The respective, relative shares of total heat output differ and are dependent on the animal and the ambient conditions.

Heat output through radiation is dependent on the temperature of the surfaces, the geometrical size of the radiating surfaces, their position relative to one another and their properties as ‘radiators’. Heat transport always takes place from the more powerful to the less powerful ‘radiator’. To ensure a comfortable atmosphere, the heat output through radiation should not exceed a certain level. The surface temperatures of the components surrounding the internal space must be designed so that the biologically necessary heat output is neither inhibited (heat build-up) nor accelerated (excessive cooling). Overheated roof surfaces should therefore be avoided under all circumstances (see also 3.2).
Heat output through conduction occurs as a result of direct contact between the skin surface of the animal’s body and other surfaces such as the lying areas. Dairy cows therefore like to lie down on cool surfaces that enable heat output into the ground, but avoid solid manure surfaces with high microbial activity in the case of high outdoor temperatures.

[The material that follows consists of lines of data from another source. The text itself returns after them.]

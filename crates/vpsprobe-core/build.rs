use std::process::Command;

fn main() {
    // Short commit id reported next to the agent version in startup logs.
    let sha = Command::new("git")
        .args(["rev-parse", "--short", "HEAD"])
        .output()
        .ok()
        .filter(|o| o.status.success())
        .and_then(|o| String::from_utf8(o.stdout).ok())
        .map(|s| s.trim().to_string())
        .unwrap_or_else(|| "unknown".into());

    println!("cargo:rustc-env=VPSPROBE_GIT_SHA={sha}");
    println!("cargo:rerun-if-changed=../../.git/HEAD");
    println!("cargo:rerun-if-changed=../../.git/refs/");
}
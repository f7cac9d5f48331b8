//! Term lifecycle: install, expiry sweep, and shutdown cleanup.
//!
//! [`TermKeeper`] owns the [`TermRegistry`] and the firewall binding. Two
//! locks are involved:
//!
//! - the registry mutex, held only for in-memory bookkeeping and never
//!   across a firewall call;
//! - a per-tuple mutex, held across the firewall call for that tuple, so an
//!   install cannot interleave with the revoke of a just-expired term for
//!   the same tuple.
//!
//! Tuple locks are created on demand and dropped once nobody holds them. A
//! revoke that times out keeps its tuple locked until the call returns.

use crate::firewall::FirewallBinding;
use crate::registry::{ActiveTerm, Admission, TermRegistry};
use crate::term::{Term, TermKey};
use futures_util::future::join_all;
use spa_core::{unix_now, SpaError, SpaResult};
use std::collections::HashMap;
use std::sync::atomic::{AtomicBool, Ordering};
use std::sync::Arc;
use std::time::Duration;
use tokio::sync::{broadcast, Mutex, OwnedMutexGuard};
use tokio::task::JoinHandle;
use tokio::time::MissedTickBehavior;
use tracing::{debug, error, info, warn};

/// Sweep and revoke tuning.
#[derive(Debug, Clone)]
pub struct KeeperOptions {
    /// How often the sweeper looks for expired terms.
    pub sweep_interval: Duration,
    /// Attempts per revoke before giving up on a native rule.
    pub revoke_attempts: u32,
    /// Bound on a single revoke attempt.
    pub revoke_timeout: Duration,
}

impl Default for KeeperOptions {
    fn default() -> Self {
        Self {
            sweep_interval: Duration::from_secs(1),
            revoke_attempts: 3,
            revoke_timeout: Duration::from_secs(5),
        }
    }
}

pub struct TermKeeper {
    binding: Arc<dyn FirewallBinding>,
    registry: Mutex<TermRegistry>,
    /// Set under the registry lock by [`shutdown`](Self::shutdown); no term
    /// is recorded afterwards.
    closed: AtomicBool,
    tuple_locks: std::sync::Mutex<HashMap<TermKey, Arc<Mutex<()>>>>,
    options: KeeperOptions,
}

impl TermKeeper {
    pub fn new(binding: Arc<dyn FirewallBinding>) -> Self {
        Self::with_options(binding, KeeperOptions::default())
    }

    pub fn with_options(binding: Arc<dyn FirewallBinding>, options: KeeperOptions) -> Self {
        Self {
            binding,
            registry: Mutex::new(TermRegistry::new()),
            closed: AtomicBool::new(false),
            tuple_locks: std::sync::Mutex::new(HashMap::new()),
            options,
        }
    }

    /// Grant `term` natively and record it.
    ///
    /// A live entry for the same tuple absorbs the term without a native
    /// call. On firewall failure nothing is recorded. Once the keeper has
    /// shut down, installs fail with [`SpaError::ShuttingDown`] and a grant
    /// that was already in flight is revoked again.
    pub async fn install(&self, term: Term) -> SpaResult<Admission> {
        let key = term.key();
        let tuple = self.tuple_lock(key);
        let held = tuple.clone().lock_owned().await;
        let result = self.install_locked(term, held).await;
        drop(tuple);
        self.prune_tuple_lock(&key);
        result
    }

    async fn install_locked(&self, term: Term, held: OwnedMutexGuard<()>) -> SpaResult<Admission> {
        {
            let mut registry = self.registry.lock().await;
            if self.closed.load(Ordering::SeqCst) {
                return Err(SpaError::ShuttingDown);
            }
            if let Some(admission) = registry.coalesce(&term) {
                debug!(term = %term, ?admission, "term coalesced into existing grant");
                return Ok(admission);
            }
        }

        let native = term.clone();
        let handle = self.blocking(move |b| b.grant(&native)).await?;

        let mut registry = self.registry.lock().await;
        if self.closed.load(Ordering::SeqCst) {
            drop(registry);
            warn!(term = %term, "granted during shutdown; revoking");
            self.revoke_with_retry(&ActiveTerm { term, handle }, held).await;
            return Err(SpaError::ShuttingDown);
        }
        let admission = registry.insert(term.clone(), handle);
        drop(registry);
        info!(
            term = %term,
            backend = self.binding.name(),
            "term installed"
        );
        Ok(admission)
    }

    /// Revoke and remove every term with `expires_at <= now`.
    ///
    /// Returns how many terms were removed. Revoke failures are logged; the
    /// terms are removed regardless.
    pub async fn sweep(&self, now: i64) -> usize {
        let expired = self.registry.lock().await.pop_expired(now);
        if expired.is_empty() {
            return 0;
        }

        let count = expired.len();
        debug!(count, now, "sweeping expired terms");
        join_all(expired.into_iter().map(|entry| self.retire(entry))).await;
        count
    }

    /// Run [`sweep`](Self::sweep) every interval until `shutdown` fires.
    pub fn spawn_sweeper(self: Arc<Self>, mut shutdown: broadcast::Receiver<()>) -> JoinHandle<()> {
        tokio::spawn(async move {
            let mut interval = tokio::time::interval(self.options.sweep_interval);
            interval.set_missed_tick_behavior(MissedTickBehavior::Delay);
            loop {
                tokio::select! {
                    _ = interval.tick() => {
                        self.sweep(unix_now()).await;
                    }
                    _ = shutdown.recv() => {
                        debug!("sweeper stopping");
                        break;
                    }
                }
            }
        })
    }

    /// Stop accepting terms and revoke every active one, best effort.
    /// Returns how many were removed.
    pub async fn shutdown(&self) -> usize {
        let active = {
            let mut registry = self.registry.lock().await;
            self.closed.store(true, Ordering::SeqCst);
            registry.drain()
        };
        let count = active.len();
        if count > 0 {
            info!(count, "revoking active terms");
        }
        join_all(active.into_iter().map(|entry| self.retire(entry))).await;
        count
    }

    pub fn is_closed(&self) -> bool {
        self.closed.load(Ordering::SeqCst)
    }

    pub async fn len(&self) -> usize {
        self.registry.lock().await.len()
    }

    pub async fn is_empty(&self) -> bool {
        self.registry.lock().await.is_empty()
    }

    /// Active terms, ordered by expiry.
    pub async fn snapshot(&self) -> Vec<Term> {
        self.registry.lock().await.snapshot()
    }

    /// Revoke the native rule of an entry already removed from the registry.
    async fn retire(&self, entry: ActiveTerm) {
        let key = entry.term.key();
        let tuple = self.tuple_lock(key);
        let held = tuple.clone().lock_owned().await;
        // A shared rule now belongs to the term that replaced this one.
        let reinstalled = self.registry.lock().await.lookup(&key).is_some();
        if entry.handle.is_shared() && reinstalled {
            debug!(term = %entry.term, "rule still in use; skipping revoke");
            drop(held);
        } else {
            self.revoke_with_retry(&entry, held).await;
        }
        drop(tuple);
        self.prune_tuple_lock(&key);
    }

    /// Revoke with bounded attempts while holding the tuple lock.
    ///
    /// Failed attempts are retried. A timed-out attempt cannot be cancelled
    /// on the blocking pool, so it ends the retries and the tuple lock
    /// stays held until that call returns: a late revoke must not remove a
    /// rule that a newer install for the tuple has found and reused.
    async fn revoke_with_retry(&self, entry: &ActiveTerm, held: OwnedMutexGuard<()>) -> bool {
        let attempts = self.options.revoke_attempts.max(1);
        for attempt in 1..=attempts {
            let binding = self.binding.clone();
            let term = entry.term.clone();
            let handle = entry.handle;
            let mut call = tokio::task::spawn_blocking(move || binding.revoke(&term, &handle));
            match tokio::time::timeout(self.options.revoke_timeout, &mut call).await {
                Ok(Ok(Ok(()))) => {
                    info!(term = %entry.term, "term revoked");
                    return true;
                }
                Ok(Ok(Err(e))) => {
                    warn!(term = %entry.term, attempt, error = %e, "revoke failed");
                }
                Ok(Err(e)) => {
                    warn!(term = %entry.term, attempt, error = %e, "revoke task failed");
                }
                Err(_) => {
                    error!(term = %entry.term, attempt, "revoke timed out; rule may remain");
                    tokio::spawn(async move {
                        let _ = call.await;
                        drop(held);
                    });
                    return false;
                }
            }
        }
        error!(term = %entry.term, attempts, "giving up on revoke; rule may remain");
        false
    }

    /// Run a firewall call on the blocking pool.
    async fn blocking<T, F>(&self, f: F) -> SpaResult<T>
    where
        F: FnOnce(&dyn FirewallBinding) -> SpaResult<T> + Send + 'static,
        T: Send + 'static,
    {
        let binding = self.binding.clone();
        tokio::task::spawn_blocking(move || f(&*binding))
            .await
            .map_err(|e| SpaError::Firewall(format!("firewall task failed: {e}")))?
    }

    fn tuple_lock(&self, key: TermKey) -> Arc<Mutex<()>> {
        let mut locks = self
            .tuple_locks
            .lock()
            .unwrap_or_else(|poisoned| poisoned.into_inner());
        locks.entry(key).or_default().clone()
    }

    fn prune_tuple_lock(&self, key: &TermKey) {
        let mut locks = self
            .tuple_locks
            .lock()
            .unwrap_or_else(|poisoned| poisoned.into_inner());
        if locks.get(key).is_some_and(|l| Arc::strong_count(l) == 1) {
            locks.remove(key);
        }
    }

    #[cfg(test)]
    fn tuple_lock_count(&self) -> usize {
        self.tuple_locks
            .lock()
            .unwrap_or_else(|poisoned| poisoned.into_inner())
            .len()
    }
}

Heat output through convection is heat transport caused by the movement of liquid or gaseous particles which carry their energy along. The ‘layer of hot air’ located close to the body is removed due to the movement of air on the surface of the skin. In the summer, high air movement close to the animal can therefore foster heat output in dairy cows and reduce the negative influence of the high ambient temperatures.

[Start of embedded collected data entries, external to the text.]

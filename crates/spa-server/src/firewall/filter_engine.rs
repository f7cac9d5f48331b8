//! Filter-engine binding: one keyed filter per grant.

use super::{FirewallBinding, RuleHandle};
use crate::term::{Protocol, Term};
use spa_core::{SpaError, SpaResult};
use std::net::IpAddr;
use tracing::{debug, info};
use uuid::Uuid;

/// Sublayer every gateway filter is placed in.
pub const SUBLAYER_KEY: Uuid = Uuid::from_u128(0xb3cd_d441_af90_41ba_a745_7c60_08ff_2301);

/// Weight of gateway filters inside [`SUBLAYER_KEY`].
pub const FILTER_WEIGHT: u8 = 15;

#[derive(Debug, Clone, Copy, PartialEq, Eq)]
pub enum FilterAction {
    Permit,
}

/// An inbound permit filter, in engine-neutral form.
#[derive(Debug, Clone, PartialEq, Eq)]
pub struct FilterSpec {
    pub key: Uuid,
    pub name: String,
    pub description: String,
    pub sublayer: Uuid,
    pub weight: u8,
    pub remote_address: IpAddr,
    pub local_port: u16,
    pub protocol: Protocol,
    pub action: FilterAction,
}

impl FilterSpec {
    pub fn for_term(key: Uuid, term: &Term) -> Self {
        Self {
            key,
            name: term.comment.clone(),
            description: term.to_string(),
            sublayer: SUBLAYER_KEY,
            weight: FILTER_WEIGHT,
            remote_address: term.source,
            local_port: term.destination_port,
            protocol: term.protocol,
            action: FilterAction::Permit,
        }
    }
}

/// Native filtering engine operations.
pub trait FilterEngine: Send + Sync {
    fn name(&self) -> &'static str;
    fn add_filter(&self, filter: &FilterSpec) -> SpaResult<()>;
    /// Delete a filter by key. `Ok(false)` when no such filter exists.
    fn delete_filter(&self, key: &Uuid) -> SpaResult<bool>;
}

/// [`FirewallBinding`] over a [`FilterEngine`].
///
/// Each grant adds a new filter under a fresh key, so two grants for the
/// same tuple yield two filters that are revoked independently.
pub struct FilterEngineBinding<E> {
    engine: E,
}

impl<E: FilterEngine> FilterEngineBinding<E> {
    pub fn new(engine: E) -> Self {
        Self { engine }
    }

    pub fn engine(&self) -> &E {
        &self.engine
    }
}

impl<E: FilterEngine> FirewallBinding for FilterEngineBinding<E> {
    fn name(&self) -> &'static str {
        self.engine.name()
    }

    fn grant(&self, term: &Term) -> SpaResult<RuleHandle> {
        let key = Uuid::new_v4();
        let filter = FilterSpec::for_term(key, term);
        self.engine.add_filter(&filter)?;
        info!(%key, term = %term, "filter added");
        Ok(RuleHandle::Keyed(key))
    }

    fn revoke(&self, term: &Term, handle: &RuleHandle) -> SpaResult<()> {
        let RuleHandle::Keyed(key) = handle else {
            return Err(SpaError::Firewall(format!(
                "{} cannot revoke an unkeyed rule for {term}",
                self.engine.name()
            )));
        };
        if self.engine.delete_filter(key)? {
            info!(%key, term = %term, "filter deleted");
        } else {
            debug!(%key, "filter already absent");
        }
        Ok(())
    }
}

#[cfg(test)]
mod tests {
    use super::*;
    use crate::firewall::memory::MemoryEngine;
    use crate::term::RULE_COMMENT;

    fn term(expires_at: i64) -> Term {
        Term {
            source: "192.0.2.7".parse().unwrap(),
            source_port: 40000,
            destination: "10.0.0.5".parse().unwrap(),
            destination_port: 443,
            protocol: Protocol::Tcp,
            expires_at,
            comment: RULE_COMMENT.to_string(),
        }
    }

    #[test]
    fn grants_for_one_tuple_are_independent() {
        let binding = FilterEngineBinding::new(MemoryEngine::new());
        let first = binding.grant(&term(10)).unwrap();
        let second = binding.grant(&term(20)).unwrap();
        assert_ne!(first, second);
        assert_eq!(binding.engine().len(), 2);

        binding.revoke(&term(10), &first).unwrap();
        assert_eq!(binding.engine().len(), 1);
        let RuleHandle::Keyed(key) = second else {
            panic!("expected keyed handle");
        };
        assert!(binding.engine().get(&key).is_some());
    }

    #[test]
    fn filter_carries_tuple_and_sublayer() {
        let binding = FilterEngineBinding::new(MemoryEngine::new());
        let RuleHandle::Keyed(key) = binding.grant(&term(10)).unwrap() else {
            panic!("expected keyed handle");
        };
        let filter = binding.engine().get(&key).unwrap();
        assert_eq!(filter.sublayer, SUBLAYER_KEY);
        assert_eq!(filter.remote_address, "192.0.2.7".parse::<IpAddr>().unwrap());
        assert_eq!(filter.local_port, 443);
        assert_eq!(filter.name, RULE_COMMENT);
        assert_eq!(filter.action, FilterAction::Permit);
    }

    #[test]
    fn revoking_twice_is_not_an_error() {
        let binding = FilterEngineBinding::new(MemoryEngine::new());
        let handle = binding.grant(&term(10)).unwrap();
        binding.revoke(&term(10), &handle).unwrap();
        binding.revoke(&term(10), &handle).unwrap();
        assert!(binding.engine().is_empty());
    }

    #[test]
    fn matched_handle_is_rejected() {
        let binding = FilterEngineBinding::new(MemoryEngine::new());
        assert!(matches!(
            binding.revoke(&term(10), &RuleHandle::Matched),
            Err(SpaError::Firewall(_))
        ));
    }
}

The movement of the air in open cow sheds can be influenced by the wind, thermal conditions and ventilation as well as by the arrangement of components such as windbreaker nets, supporting pillars and partition walls, etc.

Heat output through evaporation is based on the following principle: when liquid water evaporates to form water vapour, energy is drawn from the environment. In the summer, this physical effect is used by animals and humans to output heat. Animals inhale the surrounding shed air, heat it and saturate it with water vapour on exhalation. As this energy comes from the lungs, heat is withdrawn from the body’s core. In animals, it can therefore be assumed that the exhaled air (expiration air) has a constant relative humidity of 95 %. In order to evaporate larger quantities of water, the animals have to breathe faster, until panting occurs as a result of heat stress. In contrast to humans, cattle are only able to output lower amounts of heat by means of perspiration.

Heat output via feed, water and excrement also forms part of thermal regulation. Animals transfer body heat to the consumed feed and water until they have reached their body temperature (38 °C). The amount of heat required for this per day is relatively low. Excretions, in which heat is also bound, are of little importance.

Physiologically, the optimum ambient temperature range for lactating dairy cows with a milk yield of 25 kg per day lies between 4 °C and 16 °C. Feed conversion is optimised in this temperature range. While feed conversion deteriorates above this range, no significant reduction in performance is to be anticipated as yet. Feed consumption and performance are only reduced significantly if these temperatures are exceeded considerably and over a longer period of time. It must be noted in this case that significant differences may occur between the individual cows depending on performance, lactation and pregnancy stage as well as acclimatisation and fitness.

Basically, direct (sensitive) heat output increases more and more as the ambient temperatures increase due to the declining temperature gradient between the animal and the environment.

In part, the cows attempt to compensate for this by physiologically increasing their body temperature by up to two Kelvin. Beyond this, further regulation is only possible by means of indirect (latent) heat output through water vapour. The unreserved availability of fresh, cool water is therefore an important prerequisite for avoiding unnecessary heat stress for dairy cows.

However, it is barely possible to increase the output of water vapour during perspiration and in the lungs. On the one side, there are animal physiological limits to this. On the other side, high relative humidity under our weather conditions often leads to the fact that the output of water vapour is only possible to a thermodynamically limited extent.
The data in the literature regarding the point in time at which dairy cows perceive heat as stress are not consistent. Exclusively listing the temperature as a definition of heat stress conditions (> 20 °C to > 25 °C) almost certainly falls short. The presumed effect on humans and animals can be assessed more reliably using a combination of temperature and relative humidity. The empirically backed results for dairy cows are shown in Figure 1. At the humidity of around 70 % usually prevalent in Central Europe, mild heat stress begins as of 22 °C; downturns in performance can already be anticipated as of 24 °C.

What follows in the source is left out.